Deputado Federal Capitão Alberto Neto defende internet de qualidade para escolas, hospitais e comunidades da Amazônia

BRASÍLIA – Esta em análise na Câmara dos Deputados, o Projeto de Lei nº 1486/2025, dos deputados federais Capitão Alberto Neto (PL-AM) e Mauricio Carvalho (União/RO), que institui o Programa Nacional de Universalização da Banda Larga na Amazônia. A proposta visa garantir acesso à internet em banda larga para comunidades urbanas, rurais, indígenas e ribeirinhas da Amazônia Legal.

“A Amazônia não pode continuar isolada digitalmente. Internet hoje não é luxo, é necessidade básica. É educação, é saúde, é segurança e é oportunidade de emprego para o nosso povo”, afirmou Capitão Alberto Neto.

O projeto prioriza a conexão de escolas, hospitais, unidades de segurança pública e comunidades tradicionais. O objetivo é corrigir o déficit de conectividade local e oferecer mais dignidade, desenvolvimento e justiça social para a população da Região Norte.

Na prática, isso significa:

• Alunos de comunidades ribeirinhas poderão assistir aulas online e acessar plataformas educacionais;

• Postos de saúde poderão realizar teleconsultas e encaminhar exames sem que o paciente precise viajar dias de barco;

• Delegacias e unidades policiais terão sistemas integrados, melhorando o combate ao crime;

• Pequenos empreendedores poderão vender seus produtos pela internet, ampliando renda e oportunidades.

“Imagine uma mãe que hoje precisa sair da comunidade para conseguir uma consulta médica. Com internet de qualidade, a telemedicina pode resolver esse problema. Imagine um jovem que sonha em fazer um curso técnico, mas não tem acesso à rede. Esse projeto muda essa realidade”, destacou o deputado.

Incentivos e menos burocracia

O texto prevê incentivos fiscais como isenção de ICMS e IPI sobre equipamentos e serviços de telecomunicações, além da simplificação no licenciamento para instalação de antenas e redes.
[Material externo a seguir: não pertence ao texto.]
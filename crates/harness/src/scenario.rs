//! Declarative error-UI scenarios
//!
//! A scenario stubs one or more API routes with a failure response, opens a
//! page and expects the front end to render its error state.

use serde::{Deserialize, Serialize};
use std::path::Path;

use crate::error::{HarnessError, HarnessResult};

/// A complete error-UI scenario parsed from YAML
#[derive(Debug, Clone, Serialize, Deserialize)]
pub struct ErrorUiScenario {
    /// Unique name, also the default screenshot name
    pub name: String,

    #[serde(default)]
    pub description: String,

    /// Tags for filtering scenarios
    #[serde(default)]
    pub tags: Vec<String>,

    /// Page to open, relative to the front-end base URL
    pub url: String,

    #[serde(default = "default_viewport")]
    pub viewport: Viewport,

    /// Interception rules installed before navigation
    pub route_stubs: Vec<RouteStub>,

    /// What the error state must look like
    pub expect: ErrorExpectation,

    /// Screenshot name; no screenshot is taken when unset
    #[serde(default)]
    pub screenshot: Option<String>,

    /// How long to wait for the error element
    #[serde(default = "default_timeout_ms")]
    pub timeout_ms: u64,

    /// Allowed pixel difference against the baseline (0.0 - 100.0 percent)
    #[serde(default = "default_threshold")]
    pub visual_threshold: f64,
}

fn default_viewport() -> Viewport {
    Viewport {
        width: 1280,
        height: 720,
    }
}

fn default_timeout_ms() -> u64 {
    10_000
}

fn default_threshold() -> f64 {
    0.5
}

#[derive(Debug, Clone, Copy, PartialEq, Eq, Serialize, Deserialize)]
pub struct Viewport {
    pub width: u32,
    pub height: u32,
}

/// Answer every request matching `pattern` with a canned response
#[derive(Debug, Clone, PartialEq, Serialize, Deserialize)]
pub struct RouteStub {
    /// Playwright glob, e.g. `**/api/public/stores`
    pub pattern: String,

    #[serde(default = "default_stub_status")]
    pub status: u16,

    #[serde(default = "default_stub_body")]
    pub body: String,

    #[serde(default = "default_content_type")]
    pub content_type: String,
}

fn default_stub_status() -> u16 {
    500
}

fn default_stub_body() -> String {
    r#"{"message": "Internal Server Error"}"#.to_string()
}

fn default_content_type() -> String {
    "application/json".to_string()
}

impl RouteStub {
    /// 500 with the store's generic error body
    pub fn server_error(pattern: impl Into<String>) -> Self {
        Self {
            pattern: pattern.into(),
            status: default_stub_status(),
            body: default_stub_body(),
            content_type: default_content_type(),
        }
    }
}

#[derive(Debug, Clone, PartialEq, Serialize, Deserialize)]
pub struct ErrorExpectation {
    /// Text identifying an error element
    pub text: String,

    /// Exact number of error elements, when it matters
    #[serde(default)]
    pub count: Option<usize>,

    /// Additional text that must be visible somewhere on the page
    #[serde(default)]
    pub visible_text: Option<String>,
}

impl ErrorUiScenario {
    /// Home page with stores, articles and products all failing
    pub fn home_error() -> Self {
        Self {
            name: "home-error".to_string(),
            description: "Home page shows an error card for every failed section".to_string(),
            tags: vec!["home".to_string(), "error".to_string()],
            url: "/".to_string(),
            viewport: default_viewport(),
            route_stubs: vec![
                RouteStub::server_error("**/api/public/stores"),
                RouteStub::server_error("**/api/public/articles"),
                RouteStub::server_error("**/api/shop/products*"),
            ],
            expect: ErrorExpectation {
                text: "We encountered a problem".to_string(),
                count: Some(3),
                visible_text: Some("Our team is working on solving it".to_string()),
            },
            screenshot: Some("home-error".to_string()),
            timeout_ms: default_timeout_ms(),
            visual_threshold: default_threshold(),
        }
    }

    pub fn from_yaml(yaml: &str) -> HarnessResult<Self> {
        let scenario: Self = serde_yaml::from_str(yaml)?;
        scenario.validate()?;
        Ok(scenario)
    }

    pub fn from_file(path: &Path) -> HarnessResult<Self> {
        let content = std::fs::read_to_string(path)?;
        Self::from_yaml(&content)
            .map_err(|e| HarnessError::ScenarioParse(format!("{}: {}", path.display(), e)))
    }

    /// Load one file, or every YAML scenario below a directory
    pub fn load_all(path: &Path) -> HarnessResult<Vec<Self>> {
        if path.is_file() {
            return Ok(vec![Self::from_file(path)?]);
        }
        if !path.is_dir() {
            return Err(HarnessError::ScenarioParse(format!(
                "no such scenario file or directory: {}",
                path.display()
            )));
        }

        let mut files: Vec<_> = walkdir::WalkDir::new(path)
            .into_iter()
            .filter_map(|e| e.ok())
            .filter(|e| {
                e.path()
                    .extension()
                    .map(|ext| ext == "yaml" || ext == "yml")
                    .unwrap_or(false)
            })
            .map(|e| e.into_path())
            .collect();
        files.sort();

        if files.is_empty() {
            return Err(HarnessError::ScenarioParse(format!(
                "no scenario files found in {}",
                path.display()
            )));
        }

        files.iter().map(|f| Self::from_file(f)).collect()
    }

    /// Filter scenarios by tag
    pub fn filter_by_tag<'a>(scenarios: &'a [Self], tag: &str) -> Vec<&'a Self> {
        scenarios
            .iter()
            .filter(|s| s.tags.iter().any(|t| t == tag))
            .collect()
    }

    fn validate(&self) -> HarnessResult<()> {
        if self.route_stubs.is_empty() {
            return Err(HarnessError::ScenarioParse(format!(
                "{}: at least one route stub is required to force the error state",
                self.name
            )));
        }
        if self.expect.text.trim().is_empty() {
            return Err(HarnessError::ScenarioParse(format!(
                "{}: expect.text is empty",
                self.name
            )));
        }
        if self.expect.count == Some(0) {
            return Err(HarnessError::ScenarioParse(format!(
                "{}: expect.count must be at least 1",
                self.name
            )));
        }
        if let Some(stub) = self
            .route_stubs
            .iter()
            .find(|s| !(100..=599).contains(&s.status))
        {
            return Err(HarnessError::ScenarioParse(format!(
                "{}: stub {} has invalid status {}",
                self.name, stub.pattern, stub.status
            )));
        }
        if !(0.0..=100.0).contains(&self.visual_threshold) {
            return Err(HarnessError::ScenarioParse(format!(
                "{}: visual_threshold must be between 0 and 100",
                self.name
            )));
        }
        Ok(())
    }
}

#[cfg(test)]
mod tests {
    use super::*;

    #[test]
    fn test_parse_scenario_with_defaults() {
        let yaml = r#"
name: shop-error
url: /shop
route_stubs:
  - pattern: "**/api/shop/products*"
expect:
  text: We encountered a problem
"#;
        let scenario = ErrorUiScenario::from_yaml(yaml).unwrap();
        assert_eq!(scenario.route_stubs[0].status, 500);
        assert_eq!(scenario.route_stubs[0].content_type, "application/json");
        assert_eq!(scenario.timeout_ms, 10_000);
        assert_eq!(scenario.viewport.width, 1280);
        assert!(scenario.screenshot.is_none());
        assert!(scenario.expect.count.is_none());
    }

    #[test]
    fn test_parse_full_scenario() {
        let yaml = r#"
name: orders-unavailable
tags: [orders, smoke]
url: /account/orders
viewport: { width: 390, height: 844 }
route_stubs:
  - pattern: "**/api/orders/**"
    status: 503
    body: '{"message": "Service Unavailable"}'
expect:
  text: We encountered a problem
  count: 1
  visible_text: Our team is working on solving it
screenshot: orders-mobile
visual_threshold: 1.5
"#;
        let scenario = ErrorUiScenario::from_yaml(yaml).unwrap();
        assert_eq!(scenario.route_stubs[0].status, 503);
        assert_eq!(scenario.viewport, Viewport { width: 390, height: 844 });
        assert_eq!(scenario.expect.count, Some(1));
        assert_eq!(scenario.screenshot.as_deref(), Some("orders-mobile"));
        assert_eq!(ErrorUiScenario::filter_by_tag(&[scenario], "smoke").len(), 1);
    }

    #[test]
    fn test_scenario_without_stubs_rejected() {
        let yaml = r#"
name: nothing-stubbed
url: /
route_stubs: []
expect:
  text: We encountered a problem
"#;
        assert!(matches!(
            ErrorUiScenario::from_yaml(yaml),
            Err(HarnessError::ScenarioParse(_))
        ));
    }

    #[test]
    fn test_home_error_builtin() {
        let scenario = ErrorUiScenario::home_error();
        assert_eq!(scenario.route_stubs.len(), 3);
        assert_eq!(scenario.expect.count, Some(3));
        scenario.validate().unwrap();
    }

    #[test]
    fn test_zero_expected_count_rejected() {
        let yaml = r#"
name: no-errors
url: /
route_stubs:
  - pattern: "**/api/public/stores"
expect:
  text: We encountered a problem
  count: 0
"#;
        let err = ErrorUiScenario::from_yaml(yaml).unwrap_err();
        assert!(matches!(err, HarnessError::ScenarioParse(msg) if msg.contains("count")));
    }

    #[test]
    fn test_load_all_missing_path_fails() {
        let dir = tempfile::tempdir().unwrap();
        let err = ErrorUiScenario::load_all(&dir.path().join("scenarioz")).unwrap_err();
        assert!(matches!(err, HarnessError::ScenarioParse(_)));
    }

    #[test]
    fn test_load_all_directory_without_yaml_fails() {
        let dir = tempfile::tempdir().unwrap();
        std::fs::write(dir.path().join("README.md"), "scenarios live here").unwrap();
        let err = ErrorUiScenario::load_all(dir.path()).unwrap_err();
        assert!(matches!(err, HarnessError::ScenarioParse(msg) if msg.contains("no scenario files")));
    }

    #[test]
    fn test_load_all_directory_in_path_order() {
        let dir = tempfile::tempdir().unwrap();
        for name in ["b-orders", "a-home"] {
            std::fs::write(
                dir.path().join(format!("{}.yaml", name)),
                format!(
                    "name: {}\nurl: /\nroute_stubs:\n  - pattern: \"**/api/**\"\nexpect:\n  text: We encountered a problem\n",
                    name
                ),
            )
            .unwrap();
        }
        let names: Vec<String> = ErrorUiScenario::load_all(dir.path())
            .unwrap()
            .into_iter()
            .map(|s| s.name)
            .collect();
        assert_eq!(names, vec!["a-home", "b-orders"]);
    }
}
O projeto também fortalece pequenos e médios provedores locais, com linhas de financiamento específicas e possibilidade de uso de recursos do Fust para subsidiar a expansão da banda larga na região.

“A Amazônia não pode mais ser vista como periferia do Brasil. Levar internet de qualidade é integrar a nossa população ao século XXI. É gerar desenvolvimento, reduzir desigualdade e garantir mais oportunidades para quem vive no interior”, concluiu Capitão Alberto Neto.